They nationalize their house and kitchen, even their spoons and coffee cups. After brutally torturing Niko Kirka in the cells of the Security, they sentenced him to 8 years in prison “in the name of the people”. They send him to the extermination camp of Vloçishti, to work as a slave in the draining of the Maliqi marsh. Neither sinking up to his navel in swamp mud, nor leeches crawling up his legs to suck the blood, nor being shackled to posts under the scorching sun, nor hunger and the cold of winter, bent Niko Kirka. He became a symbol of resistance, for thousands of young Albanians, who suffered innocently in the prisons and camps of the red dictatorship.
The communist persecution of the Kirka family continued for half a century. Kristo Kirke’s wife, Androniqi, was fired along with her two daughters. They were forced to work alone, in hard physical labor. Meanwhile, Kristo Kirka, who had spent about a decade in the black prison of Burrell, was living his last days, among fellow sufferers and friends. They respected and cared for him as if they had their real father. He was in agony when his beloved daughter, Catherine, went to visit him in that place of misery.

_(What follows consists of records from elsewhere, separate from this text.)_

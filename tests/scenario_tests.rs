//! End-to-end classification scenarios
//!
//! Each test builds a small sequin reference in memory, streams a set of
//! called variants through the classifier and checks the resulting
//! confusion counts, detection limit and regression.

use std::collections::BTreeSet;

use sequin_qc::catalog::registry::{merge, AnnotationRecord};
use sequin_qc::core::locus::Locus;
use sequin_qc::core::variant::Variant;
use sequin_qc::matching::engine::classify_all;
use sequin_qc::matching::regression::{DetectionLimit, LinearAccumulator, LinearFit};
use sequin_qc::matching::scoring::Confusion;
use sequin_qc::{
    AnalysisConfig, DiscoverySummary, Mixture, ReferenceContext, RegistryBuilder, SequinId,
    SequinKind, VariantStore,
};

const SEQUIN_LENGTH: u64 = 1000;

/// One variant sequin per (reference, variant) concentration pair, each
/// carrying a single SNP at offset 100 of its region on `chrev1`
fn make_context(concentrations: &[(f64, f64)]) -> (ReferenceContext, Vec<Variant>) {
    let mut builder = RegistryBuilder::new(SequinKind::Variant);
    let mut catalogue = Vec::new();

    for (i, (reference, variant)) in concentrations.iter().enumerate() {
        let id = format!("D_1_{i}");
        let start = i as u64 * SEQUIN_LENGTH + 1;

        builder.add(format!("{id}_R"), SEQUIN_LENGTH, *reference, Mixture::MixA);
        builder.add(format!("{id}_V"), SEQUIN_LENGTH, *variant, Mixture::MixA);
        builder.add_annotation(AnnotationRecord {
            id: id.clone().into(),
            chrom: "chrev1".to_string(),
            locus: Locus::new(start, start + SEQUIN_LENGTH - 1),
        });
        catalogue.push(Variant::new("chrev1", start + 99, "A", "G").with_id(id));
    }

    let store: VariantStore = catalogue.iter().cloned().collect();
    let context = ReferenceContext::new(
        builder.build().unwrap(),
        store,
        vec!["chrev".to_string()],
    );
    (context, catalogue)
}

fn ids(names: &[&str]) -> BTreeSet<SequinId> {
    names.iter().map(|&n| SequinId::from(n)).collect()
}

fn query(catalogued: &Variant, ref_depth: u64, alt_depth: u64) -> Variant {
    Variant::new(
        catalogued.chrom.clone(),
        catalogued.locus.start,
        catalogued.reference.clone(),
        catalogued.alternate.clone(),
    )
    .with_depths(ref_depth, alt_depth)
}

#[test]
fn test_merge_law() {
    let m = ids(&["A", "B", "C"]);
    let a = ids(&["B", "C", "D"]);

    assert_eq!(merge(&m, &a).unwrap(), ids(&["B", "C"]));
    assert_eq!(merge(&BTreeSet::new(), &a).unwrap(), a);
    assert_eq!(merge(&m, &BTreeSet::new()).unwrap(), m);
    assert!(merge(&ids(&["A"]), &ids(&["B"])).is_err());
    assert!(merge(&BTreeSet::new(), &BTreeSet::new()).is_err());
}

#[test]
fn test_registry_drops_single_source_ids() {
    let mut builder = RegistryBuilder::new(SequinKind::Variant);
    builder.add("D_1_1_R", 500, 1.0, Mixture::MixA);
    builder.add("D_1_1_V", 500, 1.0, Mixture::MixA);
    builder.add("D_9_9_R", 500, 1.0, Mixture::MixA);
    builder.add_annotation(AnnotationRecord {
        id: "D_1_1".into(),
        chrom: "chrev1".to_string(),
        locus: Locus::new(1, 500),
    });
    builder.add_annotation(AnnotationRecord {
        id: "D_2_2".into(),
        chrom: "chrev1".to_string(),
        locus: Locus::new(501, 1000),
    });

    let registry = builder.build().unwrap();
    let validated: Vec<&str> = registry.ids().map(SequinId::as_str).collect();
    assert_eq!(validated, vec!["D_1_1"]);
    assert!(registry.lookup_by_id("D_9_9").is_none());
    assert!(registry.lookup_by_id("D_2_2").is_none());
}

#[test]
fn test_perfect_recall() {
    let (context, catalogue) = make_context(&[(1.0, 1.0), (3.0, 1.0), (7.0, 1.0)]);
    let queries = catalogue.iter().map(|v| Ok(query(v, 10, 10)));

    let stats = classify_all(&context, AnalysisConfig::default(), queries).unwrap();
    let total = stats.synthetic.total;
    assert_eq!(total.tp, total.nr);
    assert_eq!(total.nr, 3);
    assert_eq!(total.fp, 0);
    assert_eq!(total.fn_, 0);
    assert!((total.sensitivity() - 1.0).abs() < 1e-12);
}

#[test]
fn test_zero_overlap() {
    let (context, _) = make_context(&[(1.0, 1.0), (1.0, 1.0)]);
    let queries: Vec<_> = (0..5)
        .map(|i| Ok(Variant::new("chrev1", 10 + i, "C", "T")))
        .collect();

    let stats = classify_all(&context, AnalysisConfig::default(), queries).unwrap();
    let total = stats.synthetic.total;
    assert_eq!(total.tp, 0);
    assert_eq!(total.fp, 5);
    assert_eq!(total.fn_, total.nr);
    assert_eq!(total.nr, 2);
}

#[test]
fn test_partial_match() {
    let (context, catalogue) = make_context(&[(1.0, 1.0); 10]);

    let queries: Vec<_> = catalogue
        .iter()
        .enumerate()
        .map(|(i, v)| {
            if i < 6 {
                Ok(query(v, 5, 5))
            } else {
                // Same position, different alternate allele
                Ok(Variant::new(v.chrom.clone(), v.locus.start, "A", "T"))
            }
        })
        .collect();

    let stats = classify_all(&context, AnalysisConfig::default(), queries).unwrap();
    let total = stats.synthetic.total;
    assert_eq!((total.tp, total.fp, total.fn_, total.nr), (6, 4, 4, 10));
    assert_eq!(stats.synthetic.snp, total);
    assert_eq!(stats.synthetic.indel, Confusion::default());
}

#[test]
fn test_confusion_law_holds_per_chromosome() {
    let (context, catalogue) = make_context(&[(1.0, 1.0), (3.0, 1.0), (7.0, 1.0), (15.0, 1.0)]);
    let queries = vec![
        Ok(query(&catalogue[0], 10, 10)),
        Ok(query(&catalogue[0], 12, 8)),
        Ok(Variant::new("chrev1", 50, "G", "GA")),
        Ok(query(&catalogue[3], 30, 2)),
    ];

    let stats = classify_all(&context, AnalysisConfig::default(), queries).unwrap();
    for chrom in stats.chroms.values() {
        for c in [chrom.confusion.total, chrom.confusion.snp, chrom.confusion.indel] {
            assert_eq!(c.tp + c.fn_, c.nr);
            assert!(c.nr >= c.fn_);
        }
    }
    assert_eq!(stats.synthetic.total.tp, 2);
    assert_eq!(stats.counters.repeated, 1);
}

#[test]
fn test_detection_limit() {
    let mut limit = DetectionLimit::default();
    limit.observe(&SequinId::from("S_high"), 2.0);
    limit.observe(&SequinId::from("S_low"), 0.5);

    assert_eq!(limit.abundance, Some(0.5));
    assert_eq!(limit.id, Some(SequinId::from("S_low")));
}

#[test]
fn test_detection_limit_from_classification() {
    // Expected allele frequencies 0.5, 0.25, 0.125
    let (context, catalogue) = make_context(&[(1.0, 1.0), (3.0, 1.0), (7.0, 1.0)]);
    let queries = vec![Ok(query(&catalogue[0], 10, 10)), Ok(query(&catalogue[1], 30, 10))];

    let stats = classify_all(&context, AnalysisConfig::default(), queries).unwrap();
    assert_eq!(stats.limit.abundance, Some(0.25));
    assert_eq!(stats.limit.id, Some(SequinId::from("D_1_1")));
}

#[test]
fn test_regression_identity() {
    let fit = LinearFit::fit(&[1.0, 2.0, 4.0], &[1.0, 2.0, 4.0]);
    assert!((fit.slope - 1.0).abs() < 1e-12);
    assert!((fit.r - 1.0).abs() < 1e-12);
    assert!((fit.r2 - 1.0).abs() < 1e-12);

    let mut accumulator = LinearAccumulator::new();
    for (i, value) in [2.0, 4.0, 16.0].into_iter().enumerate() {
        accumulator.add(SequinId::new(format!("S{i}")), value, value);
    }
    let log_fit = accumulator.fit_log2();
    assert_eq!(log_fit.n, 3);
    assert!((log_fit.slope - 1.0).abs() < 1e-12);
    assert!((log_fit.r2 - 1.0).abs() < 1e-12);
}

#[test]
fn test_summary_of_somatic_run() {
    let (context, catalogue) = make_context(&[(1.0, 1.0), (3.0, 1.0), (7.0, 1.0)]);
    let queries = catalogue.iter().zip([(10, 10), (30, 10), (70, 10)]).map(|(v, (r, a))| {
        Ok(query(v, r, a))
    });

    let stats = classify_all(&context, AnalysisConfig::default(), queries).unwrap();
    let summary = DiscoverySummary::new(&stats, &context);

    assert_eq!(summary.reference_synthetic.total, 3);
    assert_eq!(summary.synthetic.total.confusion.tp, 3);
    assert_eq!(summary.regression.total.n, 3);
    assert!((summary.regression.total.slope - 1.0).abs() < 1e-9);
    assert_eq!(summary.limit.abundance, Some(0.125));
}
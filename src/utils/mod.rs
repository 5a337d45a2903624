//! Small helpers shared by the parsers and report writers.

pub mod validation;
//! Log-scale linear regression between expected and observed abundance.

use serde::Serialize;
use statrs::distribution::{ContinuousCDF, FisherSnedecor};

use crate::core::types::SequinId;
use crate::matching::scoring::count_to_f64;

/// One (expected, observed) pair contributed by an accepted match
#[derive(Debug, Clone, PartialEq, Serialize)]
pub struct Point {
    pub id: SequinId,
    pub expected: f64,
    pub observed: f64,
}

/// Running collection of (expected, observed) pairs
#[derive(Debug, Clone, Default, Serialize)]
pub struct LinearAccumulator {
    pub points: Vec<Point>,
}

impl LinearAccumulator {
    pub fn new() -> Self {
        Self::default()
    }

    pub fn add(&mut self, id: SequinId, expected: f64, observed: f64) {
        self.points.push(Point {
            id,
            expected,
            observed,
        });
    }

    pub fn len(&self) -> usize {
        self.points.len()
    }

    pub fn is_empty(&self) -> bool {
        self.points.is_empty()
    }

    /// Ordinary least squares of `log2(observed)` on `log2(expected)`.
    ///
    /// Pairs where either value is non-finite or not strictly positive are
    /// left out of the fit.
    pub fn fit_log2(&self) -> LinearFit {
        let (x, y): (Vec<f64>, Vec<f64>) = self
            .points
            .iter()
            .filter(|p| usable(p.expected) && usable(p.observed))
            .map(|p| (p.expected.log2(), p.observed.log2()))
            .unzip();

        LinearFit::fit(&x, &y)
    }
}

fn usable(value: f64) -> bool {
    value.is_finite() && value > 0.0
}

/// Coefficients and ANOVA decomposition of a simple linear fit.
///
/// Every statistic is NaN when it is undefined for the data: fewer than two
/// points or no spread in x. A flat response leaves r, F and p undefined.
#[derive(Debug, Clone, Copy, PartialEq, Serialize)]
pub struct LinearFit {
    /// Number of pairs used
    pub n: usize,

    pub slope: f64,
    pub intercept: f64,

    /// Pearson correlation
    pub r: f64,
    pub r2: f64,

    /// F statistic and its upper-tail p-value
    pub f: f64,
    pub p: f64,

    pub ssm: f64,
    pub ssm_df: usize,
    pub sse: f64,
    pub sse_df: usize,
    pub sst: f64,
    pub sst_df: usize,
}

impl LinearFit {
    fn undefined(n: usize) -> Self {
        Self {
            n,
            slope: f64::NAN,
            intercept: f64::NAN,
            r: f64::NAN,
            r2: f64::NAN,
            f: f64::NAN,
            p: f64::NAN,
            ssm: f64::NAN,
            ssm_df: 1,
            sse: f64::NAN,
            sse_df: n.saturating_sub(2),
            sst: f64::NAN,
            sst_df: n.saturating_sub(1),
        }
    }

    /// Fit `y = intercept + slope * x`
    pub fn fit(x: &[f64], y: &[f64]) -> Self {
        let n = x.len().min(y.len());
        if n < 2 {
            return Self::undefined(n);
        }

        let nf = count_to_f64(n);
        let mean_x = x[..n].iter().sum::<f64>() / nf;
        let mean_y = y[..n].iter().sum::<f64>() / nf;

        let (mut sxx, mut syy, mut sxy) = (0.0, 0.0, 0.0);
        for (xi, yi) in x.iter().zip(y) {
            let dx = xi - mean_x;
            let dy = yi - mean_y;
            sxx += dx * dx;
            syy += dy * dy;
            sxy += dx * dy;
        }

        if sxx == 0.0 {
            return Self::undefined(n);
        }

        let slope = sxy / sxx;
        let intercept = mean_y - slope * mean_x;
        let r = if syy == 0.0 {
            f64::NAN
        } else {
            sxy / (sxx * syy).sqrt()
        };

        let sst = syy;
        let ssm = slope * sxy;
        let sse = (sst - ssm).max(0.0);
        let sse_df = n - 2;

        // A flat response leaves nothing to explain: F is 0/0
        let (f, p) = if sse_df == 0 || sst == 0.0 {
            (f64::NAN, f64::NAN)
        } else if sse == 0.0 {
            (f64::INFINITY, 0.0)
        } else {
            let f = ssm / (sse / count_to_f64(sse_df));
            let p = FisherSnedecor::new(1.0, count_to_f64(sse_df))
                .map_or(f64::NAN, |dist| dist.sf(f));
            (f, p)
        };

        Self {
            n,
            slope,
            intercept,
            r,
            r2: r * r,
            f,
            p,
            ssm,
            ssm_df: 1,
            sse,
            sse_df,
            sst,
            sst_df: n - 1,
        }
    }
}

/// Lowest expected abundance among accepted matches
#[derive(Debug, Clone, Default, PartialEq, Serialize)]
pub struct DetectionLimit {
    pub id: Option<SequinId>,
    pub abundance: Option<f64>,
}

impl DetectionLimit {
    /// Record a detection; the first of several equal minima is kept.
    /// Non-finite abundances are ignored.
    pub fn observe(&mut self, id: &SequinId, abundance: f64) {
        if !abundance.is_finite() {
            return;
        }
        if self.abundance.map_or(true, |current| abundance < current) {
            self.id = Some(id.clone());
            self.abundance = Some(abundance);
        }
    }
}
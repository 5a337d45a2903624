use serde::{Deserialize, Serialize};

/// 1-based genomic position
pub type Base = u64;

/// A closed coordinate interval `[start, end]` on a chromosome
#[derive(Debug, Clone, Copy, PartialEq, Eq, PartialOrd, Ord, Hash, Serialize, Deserialize)]
pub struct Locus {
    pub start: Base,
    pub end: Base,
}

impl Locus {
    /// Create a locus; `start` and `end` are swapped if given in reverse
    pub fn new(start: Base, end: Base) -> Self {
        if start <= end {
            Self { start, end }
        } else {
            Self {
                start: end,
                end: start,
            }
        }
    }

    /// A single-base locus
    pub fn point(position: Base) -> Self {
        Self {
            start: position,
            end: position,
        }
    }

    /// Number of bases covered, both ends inclusive
    pub fn length(&self) -> Base {
        self.end - self.start + 1
    }

    /// Does this locus fully contain `other`?
    pub fn contains(&self, other: &Locus) -> bool {
        self.start <= other.start && other.end <= self.end
    }

    /// Do the two loci share at least one base?
    pub fn overlaps(&self, other: &Locus) -> bool {
        self.start <= other.end && other.start <= self.end
    }

    /// Number of shared bases (0 when disjoint)
    pub fn overlap(&self, other: &Locus) -> Base {
        if self.overlaps(other) {
            self.end.min(other.end) - self.start.max(other.start) + 1
        } else {
            0
        }
    }

    /// Extend this locus to cover `other`
    pub fn merge(&mut self, other: &Locus) {
        self.start = self.start.min(other.start);
        self.end = self.end.max(other.end);
    }
}

impl std::fmt::Display for Locus {
    fn fmt(&self, f: &mut std::fmt::Formatter<'_>) -> std::fmt::Result {
        write!(f, "{}-{}", self.start, self.end)
    }
}
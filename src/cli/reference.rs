use std::path::{Path, PathBuf};

use clap::Args;
use tracing::info;

use crate::catalog::registry::{ReferenceRegistry, RegistryBuilder};
use crate::cli::{parse_mixture, OutputFormat};
use crate::core::sequin::SequinData;
use crate::core::types::{Mixture, SequinKind};
use crate::parsing::{bed, mixture};
use crate::utils::validation::format_na;

#[derive(Args)]
pub struct ReferenceArgs {
    /// Sequin coordinates (BED)
    #[arg(long)]
    pub annotation: Option<PathBuf>,

    /// Sequin concentrations per mixture (TSV/CSV)
    #[arg(long)]
    pub mixture: Option<PathBuf>,

    /// Kind of sequins described by the reference
    #[arg(long, value_enum, default_value = "variant")]
    pub kind: SequinKind,

    /// Mixture used for allele frequencies
    #[arg(long, default_value = "A", value_parser = parse_mixture)]
    pub primary_mixture: Mixture,
}

/// Merge an annotation and a mixture table into a validated registry
///
/// # Errors
///
/// Returns an error if neither source is given, a file cannot be parsed, or
/// no sequin survives the merge.
pub fn load_registry(
    annotation_path: Option<&Path>,
    mixture_path: Option<&Path>,
    kind: SequinKind,
    primary: Mixture,
) -> anyhow::Result<ReferenceRegistry> {
    if annotation_path.is_none() && mixture_path.is_none() {
        anyhow::bail!("At least one of --annotation or --mixture is required");
    }

    let mut builder = RegistryBuilder::new(kind).with_primary_mixture(primary);

    if let Some(path) = annotation_path {
        let records = bed::parse_bed_file(path)?;
        info!(regions = records.len(), path = %path.display(), "Loaded annotation");
        for record in records {
            builder.add_annotation(record);
        }
    }

    if let Some(path) = mixture_path {
        let records = mixture::parse_mixture_file(path)?;
        info!(records = records.len(), path = %path.display(), "Loaded mixture");
        for record in records {
            builder.add_mixture_record(record);
        }
    }

    Ok(builder.build()?)
}

/// Execute reference subcommand
///
/// # Errors
///
/// Returns an error if the registry cannot be built.
#[allow(clippy::needless_pass_by_value)] // CLI entry point, values from clap
pub fn run(args: ReferenceArgs, format: OutputFormat, verbose: bool) -> anyhow::Result<()> {
    let registry = load_registry(
        args.annotation.as_deref(),
        args.mixture.as_deref(),
        args.kind,
        args.primary_mixture,
    )?;

    if verbose {
        eprintln!(
            "Validated {} sequins on {} chromosomes",
            registry.len(),
            registry.index().chromosomes().count()
        );
    }

    match format {
        OutputFormat::Text => print_text(&registry),
        OutputFormat::Json => print_json(&registry)?,
        OutputFormat::Tsv => print_tsv(&registry),
    }

    Ok(())
}

fn allele_frequency(registry: &ReferenceRegistry, sequin: &SequinData) -> f64 {
    registry
        .find_allele_frequency(sequin.id.as_str())
        .unwrap_or(f64::NAN)
}

fn concentrations(sequin: &SequinData) -> String {
    if sequin.mixes.is_empty() {
        return "-".to_string();
    }
    sequin
        .mixes
        .iter()
        .map(|(mixture, concentration)| format!("{mixture}={concentration}"))
        .collect::<Vec<_>>()
        .join(", ")
}

fn print_text(registry: &ReferenceRegistry) {
    println!(
        "{} sequins ({:?}, primary mixture {})",
        registry.len(),
        registry.kind(),
        registry.primary_mixture()
    );
    if registry.kind() == SequinKind::Variant {
        let design = if registry.is_germline_design() {
            "germline"
        } else {
            "somatic"
        };
        println!("Design: {design}");
    }
    for chrom in registry.index().chromosomes() {
        println!("{chrom}: {} bases covered", registry.index().covered_bases(chrom));
    }
    println!();

    for sequin in registry.iter() {
        println!("{}", sequin.id);
        println!("   Locus: {}:{}", sequin.chrom, sequin.locus);
        println!("   Length: {}", sequin.length);
        println!("   Concentration: {}", concentrations(sequin));
        let frequency = allele_frequency(registry, sequin);
        if !frequency.is_nan() {
            println!("   Allele frequency: {frequency:.4}");
        }
    }
}

fn print_json(registry: &ReferenceRegistry) -> anyhow::Result<()> {
    let sequins: Vec<serde_json::Value> = registry
        .iter()
        .map(|s| {
            let frequency = allele_frequency(registry, s);
            let frequency = (!frequency.is_nan()).then_some(frequency);
            serde_json::json!({
                "id": s.id,
                "chrom": s.chrom,
                "start": s.locus.start,
                "end": s.locus.end,
                "length": s.length,
                "mixes": s.mixes,
                "alleles": s.alleles,
                "allele_frequency": frequency,
                "abundance": s.abundance(registry.primary_mixture()),
            })
        })
        .collect();

    let output = serde_json::json!({
        "kind": registry.kind(),
        "primary_mixture": registry.primary_mixture(),
        "germline": registry.is_germline_design(),
        "sequins": sequins,
    });

    println!("{}", serde_json::to_string_pretty(&output)?);
    Ok(())
}

fn print_tsv(registry: &ReferenceRegistry) {
    let mixtures = [Mixture::MixA, Mixture::MixB, Mixture::MixF, Mixture::MixG];
    let used: Vec<Mixture> = mixtures
        .into_iter()
        .filter(|m| registry.iter().any(|s| s.mixes.contains_key(m)))
        .collect();

    let mut header = vec![
        "id".to_string(),
        "chrom".to_string(),
        "start".to_string(),
        "end".to_string(),
        "length".to_string(),
    ];
    header.extend(used.iter().map(ToString::to_string));
    header.push("allele_frequency".to_string());
    println!("{}", header.join("\t"));

    for sequin in registry.iter() {
        let mut row = vec![
            sequin.id.to_string(),
            sequin.chrom.clone(),
            sequin.locus.start.to_string(),
            sequin.locus.end.to_string(),
            sequin.length.to_string(),
        ];
        row.extend(
            used.iter()
                .map(|m| format_na(sequin.concentration(*m).unwrap_or(f64::NAN))),
        );
        row.push(format_na(allele_frequency(registry, sequin)));
        println!("{}", row.join("\t"));
    }
}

The day after that day, April 28, 1955, the apostle of Albanianism, Kristo Kirka, passed away. No “ah” and no curse came out of his mouth in the last moments. His lifeless body was buried in the common pit, behind the prison, near the cherry tree, where several hundred ex-prisoners, who loved Albania more than their lives, were buried. His former co-sufferer, the poet Arshi Pipa, deeply moved by the tragic death of the last Albanian Renaissance man, dedicated an elegy to Kristo Kirka, some stanzas of which are presented below:
“The old ensign died!
How the shepherd died with honor,
He looked at her and bowed once
Between the cells, I came to Burrell
with the violence of the traitor,
with the stain of the criminal
on the forehead of the patriot
He didn’t speak, he didn’t curse.
But when it came down to it,
We heard how easily he complained:
“For the flag!…For the homeland!”
The persecution of the Kirka family continued without interruption. The only son of Kristo Kirka, Niko Kirka was exhausted by prisons and forced labor camps for 8 consecutive years. Even when he finished his sentence, Nikos did not stop, going from one construction site to another, followed by the living ghosts of the Security of the Enverist state. The fall of the Berlin Wall and the execution of the dictator Ceausescu shook the rotten Albanian communist regime to its foundations.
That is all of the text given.